Minimum Passes Of Matrix

Category

Graphs

Difficulty

Medium

Problem Statement

Given a matrix of integers, determine the minimum number of passes required to convert all negative values to positive. In a single pass, every negative value that is adjacent (horizontally or vertically) to a positive value is converted to positive. A pass processes all such conversions simultaneously. If it is not possible to convert all negatives, return -1.

Intuition

This is a multi-source BFS problem. All initially positive values are "sources" that can flip adjacent negatives. In the first pass, all negatives adjacent to the initial positives flip. In the second pass, all negatives adjacent to the newly flipped positives flip, and so on. Each BFS level corresponds to one pass.

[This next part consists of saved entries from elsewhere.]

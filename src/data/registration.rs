//! Registration data repository for database operations.
//!
//! This module provides the `RegistrationRepository` for managing nickname and external id
//! registrations. It handles upserts, lookups by Discord id and by external id, listing
//! and deletion, with conversion between entity models and domain models at the
//! infrastructure boundary.

use chrono::Utc;
use sea_orm::{
    sea_query::OnConflict, ActiveValue, ColumnTrait, DatabaseConnection, DbErr, EntityTrait,
    QueryFilter, QueryOrder,
};

use crate::{
    error::AppError,
    model::registration::{Registration, UpsertRegistrationParam},
    util::parse::id_to_db,
};

/// Repository providing database operations for registrations.
///
/// This struct holds a reference to the database connection and provides methods
/// for creating, reading, overwriting and deleting registration records.
pub struct RegistrationRepository<'a> {
    db: &'a DatabaseConnection,
}

impl<'a> RegistrationRepository<'a> {
    /// Creates a new RegistrationRepository instance.
    ///
    /// # Arguments
    /// - `db` - Reference to the database connection
    ///
    /// # Returns
    /// - `RegistrationRepository` - New repository instance
    pub fn new(db: &'a DatabaseConnection) -> Self {
        Self { db }
    }

    /// Inserts a registration unless the user already has one.
    ///
    /// The check and the insert are a single statement, so concurrent calls for the
    /// same user store exactly one registration.
    ///
    /// # Arguments
    /// - `param` - Registration values to store
    ///
    /// # Returns
    /// - `Ok(Some(Registration))` - The new registration
    /// - `Ok(None)` - The user was already registered; nothing was written
    /// - `Err(AppError::DbErr)` - Database error during insert or read-back
    pub async fn create(
        &self,
        param: UpsertRegistrationParam,
    ) -> Result<Option<Registration>, AppError> {
        let now = Utc::now().naive_utc();
        let user_id = param.user_id;

        let result = entity::prelude::Registration::insert(entity::registration::ActiveModel {
            user_id: ActiveValue::Set(id_to_db(user_id)),
            discord_tag: ActiveValue::Set(param.discord_tag),
            nickname: ActiveValue::Set(param.nickname),
            external_id: ActiveValue::Set(param.external_id),
            created_at: ActiveValue::Set(now),
            updated_at: ActiveValue::Set(now),
        })
        .on_conflict(
            OnConflict::column(entity::registration::Column::UserId)
                .do_nothing()
                .to_owned(),
        )
        .exec(self.db)
        .await;

        match result {
            Ok(_) => self.find_by_user_id(user_id).await,
            Err(DbErr::RecordNotInserted) => Ok(None),
            Err(e) => Err(e.into()),
        }
    }

    /// Inserts a registration or overwrites the existing one for the same user.
    ///
    /// On conflict by user id the Discord tag, nickname, external id and `updated_at`
    /// are replaced while `created_at` keeps its original value.
    ///
    /// # Arguments
    /// - `param` - Registration values to store
    ///
    /// # Returns
    /// - `Ok(Registration)` - The created or updated registration
    /// - `Err(AppError::DbErr)` - Database error during insert or update
    pub async fn upsert(&self, param: UpsertRegistrationParam) -> Result<Registration, AppError> {
        let now = Utc::now().naive_utc();

        let entity = entity::prelude::Registration::insert(entity::registration::ActiveModel {
            user_id: ActiveValue::Set(id_to_db(param.user_id)),
            discord_tag: ActiveValue::Set(param.discord_tag),
            nickname: ActiveValue::Set(param.nickname),
            external_id: ActiveValue::Set(param.external_id),
            created_at: ActiveValue::Set(now),
            updated_at: ActiveValue::Set(now),
        })
        .on_conflict(
            OnConflict::column(entity::registration::Column::UserId)
                .update_columns([
                    entity::registration::Column::DiscordTag,
                    entity::registration::Column::Nickname,
                    entity::registration::Column::ExternalId,
                    entity::registration::Column::UpdatedAt,
                ])
                .to_owned(),
        )
        .exec_with_returning(self.db)
        .await?;

        Registration::from_entity(entity)
    }

    /// Finds the registration of a Discord user.
    ///
    /// # Arguments
    /// - `user_id` - Discord user ID
    ///
    /// # Returns
    /// - `Ok(Some(Registration))` - The user is registered
    /// - `Ok(None)` - No registration exists for that user
    /// - `Err(AppError::DbErr)` - Database error during query
    pub async fn find_by_user_id(&self, user_id: u64) -> Result<Option<Registration>, AppError> {
        let entity = entity::prelude::Registration::find_by_id(id_to_db(user_id))
            .one(self.db)
            .await?;

        entity.map(Registration::from_entity).transpose()
    }

    /// Finds every registration linked to an external id.
    ///
    /// External ids are not unique, so several users may be returned. Results are ordered
    /// by most recently updated first.
    ///
    /// # Arguments
    /// - `external_id` - Exact external id to match
    ///
    /// # Returns
    /// - `Ok(Vec<Registration>)` - Matching registrations (empty if none)
    /// - `Err(AppError::DbErr)` - Database error during query
    pub async fn find_by_external_id(
        &self,
        external_id: &str,
    ) -> Result<Vec<Registration>, AppError> {
        let entities = entity::prelude::Registration::find()
            .filter(entity::registration::Column::ExternalId.eq(external_id))
            .order_by_desc(entity::registration::Column::UpdatedAt)
            .all(self.db)
            .await?;

        entities.into_iter().map(Registration::from_entity).collect()
    }

    /// Gets every registration, most recently updated first.
    ///
    /// # Returns
    /// - `Ok(Vec<Registration>)` - All registrations (empty if none)
    /// - `Err(AppError::DbErr)` - Database error during query
    pub async fn get_all(&self) -> Result<Vec<Registration>, AppError> {
        let entities = entity::prelude::Registration::find()
            .order_by_desc(entity::registration::Column::UpdatedAt)
            .all(self.db)
            .await?;

        entities.into_iter().map(Registration::from_entity).collect()
    }

    /// Deletes the registration of a Discord user.
    ///
    /// # Arguments
    /// - `user_id` - Discord user ID
    ///
    /// # Returns
    /// - `Ok(true)` - A registration was deleted
    /// - `Ok(false)` - The user had no registration
    /// - `Err(AppError::DbErr)` - Database error during delete
    pub async fn delete(&self, user_id: u64) -> Result<bool, AppError> {
        let result = entity::prelude::Registration::delete_by_id(id_to_db(user_id))
            .exec(self.db)
            .await?;

        Ok(result.rows_affected > 0)
    }
}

This is analogous to the "rotting oranges" problem where positive values spread like an infection.

Approach

1. Scan the matrix and add all positive value positions to a queue. Count the total number of negatives.
2. If there are no negatives, return 0.
3. Perform BFS level by level: a. For each positive in the current queue level, check its four neighbors. b. If a neighbor is negative, flip it to positive, decrement the negative count, and add it to the queue for the next level. c. Increment the pass counter after each level (only if at least one conversion occurred).
4. After BFS completes, if any negatives remain, return -1. Otherwise, return the number of passes.

Pseudocode

function minimumPassesOfMatrix(matrix):
    queue = []
    negativeCount = 0

    for i from 0 to rows - 1:
        for j from 0 to cols - 1:
            if matrix[i][j] > 0:
                queue.enqueue((i, j))
            else if matrix[i][j] < 0:
                negativeCount += 1

    if negativeCount == 0:
        return 0

    passes = 0
    while queue is not empty:
        size = length(queue)
        converted = false
        for k from 0 to size - 1:
            (row, col) = queue.dequeue()
            for (newRow, newCol) in neighbors(row, col):
                if inBounds(newRow, newCol) and matrix[newRow][newCol] < 0:
                    matrix[newRow][newCol] = abs(matrix[newRow][newCol])
                    negativeCount -= 1
                    converted = true
                    queue.enqueue((newRow, newCol))
        if converted:
            passes += 1

    if negativeCount > 0:
        return -1
    return passes

Time & Space Complexity

• Time: O(n * m), where n and m are the dimensions of the matrix. Each cell is enqueued and processed at most once.
• Space: O(n * m) for the BFS queue in the worst case (e.g., all positive values initially).

Key Insights

• Multi-source BFS is the key technique: all initial positives are enqueued simultaneously, and BFS levels correspond to passes.
• Zeros are inert: they are neither converted nor do they convert others.
• The number of passes equals the number of BFS levels that produce at least one conversion.
• Negatives that are entirely surrounded by zeros or other negatives (with no path to a positive) can never be converted.

Edge Cases

• No negatives in the matrix: return 0.
• No positives in the matrix: return -1 (nothing can trigger conversion).
• Negatives isolated by zeros from all positives: return -1.
• Matrix with only zeros: return 0 (no negatives to convert).
• Single cell matrix: return 0 if positive or zero, -1 if negative (assuming no positive source).